Thousands of Westporters from the 1960s have orgasmic memories of burgers from Big Top.
Chubby Lane’s owned the ’70s; Fuddruckers the ’80s.
The ’10s belong to Five Guys.
Westport’s newest favorite restaurant has drawn rave reviews. The parking lot is always packed — and because many of those cars belong to high school students, I’ve stayed away. Hungry teenagers who’ve had their drivers licenses for 12 hours, combined with lines stretching out the door in sub-freezing temperatures, is not my cup of tea.
But a window of opportunity opened the other day — there was an open spot, and it wasn’t even the handicap one! — so I zoomed in, just like a teenager. I had to see what all the hype was about.
I eat red meat maybe once a week. So I ordered the dubiously named “Little Cheeseburger.” (I heard snickers from the guys behind me in line. Hey, shut up — I’m a little guy.)
I had studied the toppings menu while waiting, but with a dozen or so folks waiting behind to order, I felt some performance anxiety. I blurted out a combination of onions, lettuce, pickle, jalapeno peppers, ketchup and relish. Hey, there’s no accounting for taste. The ETA, I was told was “7 minutes.”
Six minutes later — remember, kids, when you go into business: Under-promise, and over-deliver — my “little cheeseburger” was bagged and handed over.
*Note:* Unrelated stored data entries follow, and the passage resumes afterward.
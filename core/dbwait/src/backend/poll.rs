// SPDX-License-Identifier: Apache-2.0
// Copyright 2025 KylinSoft Co., Ltd. <https://www.kylinos.cn/>
// See LICENSES for license details.

//! Portable poll(2) readiness backend. The fd array is rebuilt in user
//! space on every registration change and handed to the kernel whole on
//! each wait, so it scales worse than epoll or kqueue but runs anywhere.

use dberr::DbResult;

use super::{Interest, PollStatus, Readiness};

pub(crate) struct PollFdBackend {
    fds: Vec<libc::pollfd>,
    // Set position of fds[i], parallel to `fds`.
    positions: Vec<usize>,
}

fn event_bits(interest: Interest) -> libc::c_short {
    let mut bits: libc::c_short = 0;
    if interest.read {
        bits |= libc::POLLIN;
    }
    if interest.write {
        bits |= libc::POLLOUT;
    }
    bits
}

impl PollFdBackend {
    pub fn new(capacity: usize) -> Self {
        PollFdBackend {
            fds: Vec::with_capacity(capacity),
            positions: Vec::with_capacity(capacity),
        }
    }

    pub fn add(&mut self, pos: usize, fd: i32, interest: Interest) -> DbResult {
        self.fds.push(libc::pollfd {
            fd,
            events: event_bits(interest),
            revents: 0,
        });
        self.positions.push(pos);
        Ok(())
    }

    pub fn modify(&mut self, pos: usize, fd: i32, interest: Interest) -> DbResult {
        for (i, p) in self.positions.iter().enumerate() {
            if *p == pos {
                self.fds[i].fd = fd;
                self.fds[i].events = event_bits(interest);
                return Ok(());
            }
        }
        // An unknown position means the caller and backend disagree about
        // what is registered.
        dberr::fatal("poll backend asked to modify an unregistered event")
    }

    pub fn poll(&mut self, timeout_ms: i32, out: &mut [Readiness]) -> DbResult<PollStatus> {
        let rc = unsafe {
            libc::poll(
                self.fds.as_mut_ptr(),
                self.fds.len() as libc::nfds_t,
                timeout_ms,
            )
        };
        if rc < 0 {
            return match dberr::errno() {
                libc::EINTR => Ok(PollStatus::Interrupted),
                _ => dberr::fatal("poll() failed"),
            };
        }
        if rc == 0 {
            return Ok(PollStatus::Timeout);
        }

        let mut n = 0;
        for (i, pfd) in self.fds.iter().enumerate() {
            if pfd.revents == 0 {
                continue;
            }
            if n >= out.len() {
                break;
            }
            let closed = pfd.revents & (libc::POLLHUP | libc::POLLERR | libc::POLLNVAL) != 0;
            out[n] = Readiness {
                pos: self.positions[i],
                readable: pfd.revents & libc::POLLIN != 0 || closed,
                writeable: pfd.revents & libc::POLLOUT != 0 || closed,
                closed,
            };
            n += 1;
        }
        Ok(PollStatus::Ready(n))
    }
}
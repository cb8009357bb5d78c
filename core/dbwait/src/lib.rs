// SPDX-License-Identifier: Apache-2.0
// Copyright 2025 KylinSoft Co., Ltd. <https://www.kylinos.cn/>
// See LICENSES for license details.

//! Inter-process latches and the wait-event-set API.
//!
//! A latch is a level-triggered single-bit event with one owner-waiter and
//! many wakers; setting it from another process or from a signal handler
//! reliably wakes the owner out of a blocked wait. The self-pipe trick
//! carries the wake: a signal alone does not interrupt `poll()` on every
//! platform, and a signal that arrives just before the syscall does not
//! prevent it from sleeping, but a byte in a pipe the set also watches
//! reliably does.
//!
//! A [`WaitEventSet`] aggregates heterogeneous wake sources (one latch,
//! sockets, the supervisor liveness pipe, a timeout) behind a single
//! blocking syscall, dispatched to epoll, kqueue or poll per platform.

#[macro_use]
extern crate log;

mod backend;
mod latch;
mod parent;
mod tests;
mod transport;
mod waitset;

pub use dbsignal::Pid;
pub use latch::{Latch, MAX_PROCS, SharedLatchTable};
pub use parent::{make_liveness_pipe, set_supervisor_pipe, supervisor_alive, under_supervisor};
pub use transport::{WakeMode, init_latch_support, post_fork_reset};
pub use waitset::{WaitEvent, WaitEventMask, WaitEventSet, wait_latch};
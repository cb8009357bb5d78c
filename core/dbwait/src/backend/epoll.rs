// SPDX-License-Identifier: Apache-2.0
// Copyright 2025 KylinSoft Co., Ltd. <https://www.kylinos.cn/>
// See LICENSES for license details.

//! Linux epoll readiness backend. The registered event's set position
//! rides in `epoll_event.u64`, so the kernel hands it back with each
//! report.

use dberr::{DbError, DbResult};

use super::{Interest, PollStatus, Readiness};

pub(crate) struct EpollBackend {
    epfd: i32,
    events: Vec<libc::epoll_event>,
}

fn event_bits(interest: Interest) -> u32 {
    let mut bits = 0u32;
    if interest.read {
        bits |= libc::EPOLLIN as u32 | libc::EPOLLRDHUP as u32;
    }
    if interest.write {
        bits |= libc::EPOLLOUT as u32;
    }
    bits
}

impl EpollBackend {
    pub fn new(capacity: usize) -> DbResult<Self> {
        let epfd = unsafe { libc::epoll_create1(libc::EPOLL_CLOEXEC) };
        if epfd < 0 {
            return Err(DbError::last_os());
        }
        Ok(EpollBackend {
            epfd,
            events: vec![libc::epoll_event { events: 0, u64: 0 }; capacity.max(1)],
        })
    }

    fn ctl(&self, op: i32, fd: i32, pos: usize, interest: Interest) -> DbResult {
        let mut ev = libc::epoll_event {
            events: event_bits(interest),
            u64: pos as u64,
        };
        let rc = unsafe { libc::epoll_ctl(self.epfd, op, fd, &mut ev) };
        if rc < 0 {
            // ENOMEM/ENOSPC are resource pressure the caller can react to;
            // anything else here is a bookkeeping bug.
            match dberr::errno() {
                libc::ENOMEM | libc::ENOSPC => Err(DbError::last_os()),
                _ => dberr::fatal("epoll_ctl() failed"),
            }
        } else {
            Ok(())
        }
    }

    pub fn add(&mut self, pos: usize, fd: i32, interest: Interest) -> DbResult {
        self.ctl(libc::EPOLL_CTL_ADD, fd, pos, interest)
    }

    pub fn modify(&mut self, pos: usize, fd: i32, interest: Interest) -> DbResult {
        self.ctl(libc::EPOLL_CTL_MOD, fd, pos, interest)
    }

    pub fn poll(&mut self, timeout_ms: i32, out: &mut [Readiness]) -> DbResult<PollStatus> {
        let max = (self.events.len().min(out.len()).max(1)) as i32;
        let rc = unsafe { libc::epoll_wait(self.epfd, self.events.as_mut_ptr(), max, timeout_ms) };
        if rc < 0 {
            return match dberr::errno() {
                libc::EINTR => Ok(PollStatus::Interrupted),
                _ => dberr::fatal("epoll_wait() failed"),
            };
        }
        if rc == 0 {
            return Ok(PollStatus::Timeout);
        }

        let n = rc as usize;
        for (slot, ev) in out.iter_mut().zip(self.events[..n].iter()) {
            let bits = ev.events;
            let closed = bits
                & (libc::EPOLLERR as u32 | libc::EPOLLHUP as u32 | libc::EPOLLRDHUP as u32)
                != 0;
            *slot = Readiness {
                pos: ev.u64 as usize,
                readable: bits & libc::EPOLLIN as u32 != 0 || closed,
                writeable: bits & libc::EPOLLOUT as u32 != 0 || closed,
                closed,
            };
        }
        Ok(PollStatus::Ready(n))
    }
}

impl Drop for EpollBackend {
    fn drop(&mut self) {
        unsafe {
            libc::close(self.epfd);
        }
    }
}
It certainly tasted good. My bizarre list of toppings hit the spot. And all for a mere $4.76 (and 654 calories).
I filled my red-meat quota for the week (month) (winter). You can be sure that — just as soon as I finish digesting it, some time in April — I will be back for more.
Excellent point about the under promise-over deliver way of doing service! I am been noticing that here in America firms are tending to over promise and deliver nuttin’. Burger sounds good enough to eat, ya?
Ah, Chubby Lane’s! Yes, it brings back memories. But, we in Southern California have something that you can’t get in 06880, which is about as close as you get get to Chubby’s and Five Guys. Have you ever heard of In-N-Out? Here’s a link: http://www.in-n-out.com Each time our daughter (a college student in CT) comes home to visit, the first thing she says when we pick her up at the airport is, “Let’s go to In-N-Out!”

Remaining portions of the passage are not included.